= Louis Charles Arthur Savatard =

Dr Louis Charles Arthur Savatard Hon.M.Sc., L.S.A. (26 January 1874 – 18 January 1962) was a renowned dermatologist, working principally at the Manchester and Salford Hospital for Diseases of the Skin. He was also a lecturer in dermatology at the University of Manchester.

==Life==
Savatard was born at Leighton Buzzard on 26 January 1874, the son of the Rev. Louis Savatard. He was educated at St John's School, Leatherhead, and after a brief spell in the City at Lloyd's of London he entered Guy's Hospital as a medical student in 1894.

Savatard then studied practical anatomy at Owens College, Manchester where he was a medallist. His work at the Manchester and Salford Hospital for Diseases of the Skin began in 1901 and he continued there as Honorary Physician from 1907 until his death.

Savatard's specialism was cancer of the skin.

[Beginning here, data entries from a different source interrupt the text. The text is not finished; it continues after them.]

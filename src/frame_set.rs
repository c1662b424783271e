//! The decoded frames of a series, handed to renderers as one object.

use bytemuck::Pod;
use bytes::{Bytes, BytesMut};
use futures::future::try_join_all;
use nalgebra::{Matrix4, Vector3};
use ndarray::{Array4, ShapeError};
use tracing::{debug, info};
use web_time::Instant;

use crate::aabb::AxisAlignedBox;
use crate::classify::Classification;
use crate::codec::{CodecRegistry, DecodeError};
use crate::enums::FrameSelector;
use crate::geometry::PixelTransform;
use crate::mosaic::{MosaicLayout, unpack_mosaic};
use crate::record::SliceRecord;

/// What a renderer needs to interpret the pixel buffer.
#[derive(Debug, Clone, Default, PartialEq)]
pub struct DisplayInfo {
    pub columns: usize,
    pub rows: usize,
    /// Logical frames held in the buffer.
    pub n_frames: usize,
    pub samples_per_pixel: usize,
    pub bits_allocated: u16,
    pub bits_stored: u16,
    pub bytes_allocated: usize,
    pub is_signed: bool,
    pub is_rgb: bool,
    pub planar_configuration: u16,
    pub is_palette: bool,
    pub window_center: Option<f64>,
    pub window_width: Option<f64>,
    pub rescale_slope: Option<f64>,
    pub rescale_intercept: Option<f64>,
}

impl DisplayInfo {
    pub fn from_record(record: &SliceRecord, n_frames: usize) -> Self {
        let photometric = record.photometric_interpretation.as_str();
        Self {
            columns: record.columns as usize,
            rows: record.rows as usize,
            n_frames,
            samples_per_pixel: usize::from(record.samples_per_pixel.max(1)),
            bits_allocated: record.bits_allocated,
            bits_stored: record.bits_stored,
            bytes_allocated: record.bytes_allocated(),
            is_signed: record.is_signed(),
            is_rgb: record.samples_per_pixel == 3
                || photometric.starts_with("RGB")
                || photometric.starts_with("YBR"),
            planar_configuration: record.planar_configuration,
            is_palette: photometric == "PALETTE COLOR",
            window_center: record.window_center,
            window_width: record.window_width,
            rescale_slope: record.rescale_slope,
            rescale_intercept: record.rescale_intercept,
        }
    }

    pub fn frame_bytes(&self) -> usize {
        self.columns * self.rows * self.samples_per_pixel * self.bytes_allocated
    }
}

/// Decoded pixels of a whole series plus its placement in patient space.
#[derive(Debug, Clone)]
pub struct AssembledFrameSet {
    pub display: DisplayInfo,
    /// Every frame, concatenated in series order.
    pub pixel_data: Bytes,
    pub mat4_pix_to_pat: Matrix4<f64>,
    pub transform: PixelTransform,
    /// -1 when the buffer holds all frames.
    pub frame_no: i32,
    pub visible: bool,
    /// Slice spacing in mm supplied with explicit ordering.
    pub slice_spacing_hint: Option<f64>,
}

impl AssembledFrameSet {
    pub fn new(display: DisplayInfo, pixel_data: Bytes, transform: PixelTransform) -> Self {
        Self {
            display,
            pixel_data,
            mat4_pix_to_pat: transform.to_matrix(),
            transform,
            frame_no: -1,
            visible: true,
            slice_spacing_hint: None,
        }
    }

    /// Decode `records`, already in final order, into one frame set.
    ///
    /// A record holding several physical frames is decoded once as a whole;
    /// otherwise frame 0 of every record is decoded. Decodes run
    /// concurrently but buffers are concatenated in record order, and the
    /// first failure aborts the assembly.
    pub async fn assemble(
        records: &[&SliceRecord],
        classification: &Classification,
        registry: &CodecRegistry,
        transform: PixelTransform,
    ) -> Result<Self, DecodeError> {
        let Some(&first) = records.first() else {
            return Ok(Self::new(DisplayInfo::default(), Bytes::new(), transform));
        };
        let start = Instant::now();

        let frames_in_file = classification.number_of_frames_in_file;
        let (buffers, mut n_frames) = if frames_in_file > 1 {
            let codec = registry.decoder_for(first)?;
            let buffer = codec.decode(first, FrameSelector::All).await?;
            (vec![buffer], frames_in_file as usize)
        } else {
            let decodes = records.iter().map(|&record| async move {
                registry
                    .decoder_for(record)?
                    .decode(record, FrameSelector::Frame(0))
                    .await
            });
            (try_join_all(decodes).await?, records.len())
        };

        let mut display = DisplayInfo::from_record(first, n_frames);
        let buffers = if classification.is_mosaic {
            let layout = MosaicLayout::for_record(first);
            debug!(
                tiles = layout.tile_count(),
                tile_width = layout.tile_width(),
                tile_height = layout.tile_height(),
                "Unpacking mosaic frames"
            );
            display.columns = layout.tile_width();
            display.rows = layout.tile_height();
            n_frames = buffers.len() * layout.tile_count();
            buffers
                .iter()
                .map(|buffer| unpack_mosaic(buffer, &layout).map(Bytes::from))
                .collect::<Result<Vec<_>, _>>()?
        } else {
            buffers
        };
        display.n_frames = n_frames;

        let mut pixel_data = BytesMut::with_capacity(buffers.iter().map(Bytes::len).sum());
        for buffer in &buffers {
            pixel_data.extend_from_slice(buffer);
        }

        info!(
            frames = n_frames,
            bytes = pixel_data.len(),
            elapsed_ms = start.elapsed().as_millis() as u64,
            "Assembled frames"
        );
        Ok(Self::new(display, pixel_data.freeze(), transform))
    }

    /// (frames, rows, columns)
    pub fn dim(&self) -> (usize, usize, usize) {
        (self.display.n_frames, self.display.rows, self.display.columns)
    }

    pub fn pixel_to_patient(&self, pixel: Vector3<f64>) -> Vector3<f64> {
        (self.mat4_pix_to_pat * pixel.push(1.0)).xyz()
    }

    /// `None` when the transform is not invertible.
    pub fn patient_to_pixel(&self, patient: Vector3<f64>) -> Option<Vector3<f64>> {
        let inverse = self.mat4_pix_to_pat.try_inverse()?;
        Some((inverse * patient.push(1.0)).xyz())
    }

    /// Patient space box covering every pixel center of every frame.
    pub fn bounding_box(&self) -> AxisAlignedBox {
        let (frames, rows, columns) = self.dim();
        if frames == 0 || rows == 0 || columns == 0 {
            return AxisAlignedBox::null();
        }
        let far = Vector3::new(
            (columns - 1) as f64,
            (rows - 1) as f64,
            (frames - 1) as f64,
        );
        AxisAlignedBox::from_points(Vector3::zeros(), far, 0.0).transformed(&self.mat4_pix_to_pat)
    }

    /// Samples reinterpreted as `T`, in native byte order.
    pub fn samples<T: Pod>(&self) -> Vec<T> {
        bytemuck::pod_collect_to_vec(&self.pixel_data[..])
    }

    /// Pixel buffer as (frames, rows, columns, samples).
    pub fn to_ndarray<T: Pod>(&self) -> Result<Array4<T>, ShapeError> {
        let (frames, rows, columns) = self.dim();
        let spp = self.display.samples_per_pixel;
        let samples = self.samples::<T>();
        if self.display.planar_configuration == 1 && spp > 1 {
            let planar = Array4::from_shape_vec((frames, spp, rows, columns), samples)?;
            Ok(planar.permuted_axes([0, 2, 3, 1]))
        } else {
            Array4::from_shape_vec((frames, rows, columns, spp), samples)
        }
    }
}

He was made honorary consulting dermatologist to the Christie Cancer Hospital and the Holt Radium Institute. In 1930 he gave evidence before the Home Office Departmental Committee in respect of skin cancers affecting workers in the cotton mills and tar industry. In 1945 he was awarded an honorary MSc by the University of Manchester.

Savatard married twice. He had one son and two daughters by his second marriage.